If you want a specific POD that would have the highest chance of disrupting the American pattern of suburbanization, have urban renewal succeed earlier. Let's say that New York bashed heads together and opened the subway in 1870 and not 1904, and cleared the slums in 1890 already. The cleared poor would live in terrible project-like neighborhoods in Upper Manhattan, and the whole process would be obviously a flop by the 1910s and 20s. There would be more successful middle-class projects, a whole bunch of Radburns, but overall there would be a lot of poverty in Upper Manhattan. This looks like OTL, but the key difference is that this predates the Great Migration. In the 1920s, the rich are happy to stay on the Upper East Side and don't begin the push for suburbanization; the suburbs still grow, but they have the demographics of Yonkers and New Rochelle, and not those of Scarsdale. By the 1950s, there's no anti-city mentality among the elites, so there's less resistance to having the city take over most or all of Westchester and Nassau Counties.

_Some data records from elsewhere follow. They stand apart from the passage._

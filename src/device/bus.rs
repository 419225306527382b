//! Abstraction for devices that live on a memory bus.
//!
//! The xHCI controller performs DMA on guest memory: every guest-resident
//! structure (DCBAA, device contexts, rings, data buffers) is read and
//! written through a [`BusDevice`]. Accesses are never cached across
//! operations; each structural field access re-resolves through the bus.

use std::fmt::Debug;
use std::sync::Arc;

use arc_swap::ArcSwap;
use memmap2::MmapMut;
use thiserror::Error;
use tracing::warn;

/// Upper bound for a single bulk access window.
///
/// Large guest structures (rings can span 64k) are accessed in chunks of at
/// most one page so a single resolve never crosses more guest memory than
/// the mapping layer can hand out at once.
pub const ACCESS_WINDOW: usize = 4096;

/// The width of a single register access.
#[derive(Debug, Clone, Copy, PartialEq, Eq)]
pub enum RequestSize {
    Size1 = 1,
    Size2 = 2,
    Size4 = 4,
    Size8 = 8,
}

impl RequestSize {
    /// Mask a value to the bits covered by this access size.
    #[must_use]
    pub const fn mask(self, value: u64) -> u64 {
        match self {
            Self::Size1 => value & 0xFF,
            Self::Size2 => value & 0xFFFF,
            Self::Size4 => value & 0xFFFF_FFFF,
            Self::Size8 => value,
        }
    }
}

/// A single read or write request on the bus.
#[derive(Debug, Clone, Copy)]
pub struct Request {
    pub addr: u64,
    pub size: RequestSize,
}

impl Request {
    #[must_use]
    pub const fn new(addr: u64, size: RequestSize) -> Self {
        Self { addr, size }
    }
}

/// A device attached to a memory bus.
///
/// Beyond the sized register accessors, implementations provide bulk
/// accessors used for DMA. Callers must keep individual bulk accesses at or
/// below [`ACCESS_WINDOW`] bytes; the copy helpers below take care of
/// splitting larger transfers.
pub trait BusDevice: Debug + Send + Sync {
    /// Size of the address window this device claims.
    fn size(&self) -> u64;

    fn read(&self, req: Request) -> u64 {
        let mut buf = [0u8; 8];
        let len = req.size as usize;
        self.read_bulk(req.addr, &mut buf[..len]);
        u64::from_le_bytes(buf)
    }

    fn write(&self, req: Request, value: u64) {
        let len = req.size as usize;
        self.write_bulk(req.addr, &value.to_le_bytes()[..len]);
    }

    fn read_bulk(&self, offset: u64, data: &mut [u8]);
    fn write_bulk(&self, offset: u64, data: &[u8]);
}

/// Shared reference to a bus device.
pub type BusDeviceRef = Arc<dyn BusDevice>;

/// Convenience accessors for guest-resident little-endian fields.
///
/// These always issue fresh bulk accesses; nothing is cached.
pub trait GuestAccess {
    fn read_u32(&self, addr: u64) -> u32;
    fn write_u32(&self, addr: u64, value: u32);
    fn read_u64(&self, addr: u64) -> u64;
    fn write_u64(&self, addr: u64, value: u64);
}

impl<T: BusDevice + ?Sized> GuestAccess for T {
    fn read_u32(&self, addr: u64) -> u32 {
        let mut buf = [0u8; 4];
        self.read_bulk(addr, &mut buf);
        u32::from_le_bytes(buf)
    }

    fn write_u32(&self, addr: u64, value: u32) {
        self.write_bulk(addr, &value.to_le_bytes());
    }

    fn read_u64(&self, addr: u64) -> u64 {
        let mut buf = [0u8; 8];
        self.read_bulk(addr, &mut buf);
        u64::from_le_bytes(buf)
    }

    fn write_u64(&self, addr: u64, value: u64) {
        self.write_bulk(addr, &value.to_le_bytes());
    }
}

/// Copy from guest memory into `data`, splitting into [`ACCESS_WINDOW`]
/// chunks.
pub fn copy_from_guest(bus: &dyn BusDevice, mut addr: u64, data: &mut [u8]) {
    for chunk in data.chunks_mut(ACCESS_WINDOW) {
        bus.read_bulk(addr, chunk);
        addr += chunk.len() as u64;
    }
}

/// Copy `data` into guest memory, splitting into [`ACCESS_WINDOW`] chunks.
pub fn copy_to_guest(bus: &dyn BusDevice, mut addr: u64, data: &[u8]) {
    for chunk in data.chunks(ACCESS_WINDOW) {
        bus.write_bulk(addr, chunk);
        addr += chunk.len() as u64;
    }
}

/// A bus whose backing memory can be installed or replaced at runtime.
///
/// The controller is constructed before the VMM hands us guest memory, so
/// the DMA bus reference it holds must be indirected. Accesses before a
/// backing device is installed read as zero and are logged.
#[derive(Debug)]
pub struct DynamicBus {
    inner: ArcSwap<Option<BusDeviceRef>>,
}

impl DynamicBus {
    #[must_use]
    pub fn new() -> Self {
        Self {
            inner: ArcSwap::from_pointee(None),
        }
    }

    /// Install or replace the backing device.
    pub fn set_backing(&self, device: BusDeviceRef) {
        self.inner.store(Arc::new(Some(device)));
    }
}

impl Default for DynamicBus {
    fn default() -> Self {
        Self::new()
    }
}

impl BusDevice for DynamicBus {
    fn size(&self) -> u64 {
        self.inner.load().as_ref().as_ref().map_or(0, |dev| dev.size())
    }

    fn read_bulk(&self, offset: u64, data: &mut [u8]) {
        match self.inner.load().as_ref() {
            Some(dev) => dev.read_bulk(offset, data),
            None => {
                warn!("DMA read at {offset:#x} before guest memory was installed");
                data.fill(0);
            }
        }
    }

    fn write_bulk(&self, offset: u64, data: &[u8]) {
        match self.inner.load().as_ref() {
            Some(dev) => dev.write_bulk(offset, data),
            None => warn!(
                "DMA write of {} bytes at {offset:#x} before guest memory was installed",
                data.len()
            ),
        }
    }
}

#[derive(Error, Debug)]
pub enum MemorySegmentError {
    #[error("failed to map memory backing")]
    Map(#[from] std::io::Error),
}

/// A region of guest memory backed by a memory mapping.
pub struct MemorySegment {
    map: MmapMut,
}

impl MemorySegment {
    /// Map `size` bytes of anonymous memory.
    pub fn new_anonymous(size: usize) -> Result<Self, MemorySegmentError> {
        Ok(Self {
            map: MmapMut::map_anon(size)?,
        })
    }

    /// Map the given file as guest memory.
    pub fn from_file(file: &std::fs::File) -> Result<Self, MemorySegmentError> {
        // SAFETY: the caller hands us the canonical guest memory backing
        // file; the VMM side coordinates concurrent access.
        let map = unsafe { MmapMut::map_mut(file)? };
        Ok(Self { map })
    }

    fn checked_range(&self, offset: u64, len: usize) -> Option<std::ops::Range<usize>> {
        let start = usize::try_from(offset).ok()?;
        let end = start.checked_add(len)?;
        (end <= self.map.len()).then_some(start..end)
    }
}

impl Debug for MemorySegment {
    fn fmt(&self, f: &mut std::fmt::Formatter<'_>) -> std::fmt::Result {
        f.debug_struct("MemorySegment")
            .field("len", &self.map.len())
            .finish()
    }
}

impl BusDevice for MemorySegment {
    fn size(&self) -> u64 {
        self.map.len() as u64
    }

    fn read_bulk(&self, offset: u64, data: &mut [u8]) {
        match self.checked_range(offset, data.len()) {
            Some(range) => data.copy_from_slice(&self.map[range]),
            None => {
                warn!("out-of-range guest read at {offset:#x}");
                data.fill(0);
            }
        }
    }

    fn write_bulk(&self, offset: u64, data: &[u8]) {
        match self.checked_range(offset, data.len()) {
            Some(range) => {
                // SAFETY: MmapMut hands out exclusive mutable access only
                // through &mut self; we go through a raw pointer because the
                // bus trait is &self and guest memory is inherently shared
                // with the guest anyway.
                unsafe {
                    let dst = self.map.as_ptr().cast_mut().add(range.start);
                    std::ptr::copy_nonoverlapping(data.as_ptr(), dst, data.len());
                }
            }
            None => warn!("out-of-range guest write at {offset:#x}"),
        }
    }
}

pub mod testutils {
    //! An in-memory bus device for unit tests.

    use std::sync::Mutex;

    use super::{BusDevice, Request};

    #[derive(Debug)]
    pub struct TestBusDevice {
        data: Mutex<Vec<u8>>,
    }

    impl TestBusDevice {
        #[must_use]
        pub fn new(data: &[u8]) -> Self {
            Self {
                data: Mutex::new(data.to_vec()),
            }
        }

        #[must_use]
        pub fn zeroed(size: usize) -> Self {
            Self {
                data: Mutex::new(vec![0; size]),
            }
        }
    }

    impl BusDevice for TestBusDevice {
        fn size(&self) -> u64 {
            self.data.lock().unwrap().len() as u64
        }

        fn read(&self, req: Request) -> u64 {
            let mut buf = [0u8; 8];
            let len = req.size as usize;
            self.read_bulk(req.addr, &mut buf[..len]);
            u64::from_le_bytes(buf)
        }

        fn read_bulk(&self, offset: u64, data: &mut [u8]) {
            let offset: usize = offset.try_into().unwrap();
            data.copy_from_slice(&self.data.lock().unwrap()[offset..(offset + data.len())]);
        }

        fn write_bulk(&self, offset: u64, data: &[u8]) {
            let offset: usize = offset.try_into().unwrap();
            self.data.lock().unwrap()[offset..(offset + data.len())].copy_from_slice(data);
        }
    }
}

With the urban renewal failure happening in 1890-1910 and not 1950-1970, restrictive zoning never happens. In OTL, the 1961 zoning code was a reaction to Robert Moses's projects. A similar reaction in 1901 would have been unlikely, given massive open land for urban growth that did not require replacing buildings. CBD growth was replacing buildings, but not in any neighborhood people cared about.
The bottom line is that by 2016, the New York metro area has 23 million people, as in OTL, but without New Haven and Allentown. But the city proper has 13.5 million people - about 11 million in constant geography, plus 2.5 million in annexed Westchester and Nassau neighborhoods (the sixth and seventh boroughs). Jersey City is a consolidated city-county with 900,000 people, and Newark is another consolidated city-county with 1.3 million people. Suffolk County only has 1 million people (OTL 1.5 million), the Bergen-Passaic area has about 1.7 million people (OTL 1.4 million), points north about 700,000 (OTL 1.3 million), suburbs in Connecticut 700,000 (OTL 900,000 in constant geography, 2 million including New Haven), and suburbs in Central Jersey and the Jersey Shore 3.2 million (OTL 3.6 million). Without an anti-urban bias among the elite, there's more investment into public transit in the 1950s and 60s and less in highways; total ridership on all rail systems in the region is 3.5 billion (OTL 2.1 billion).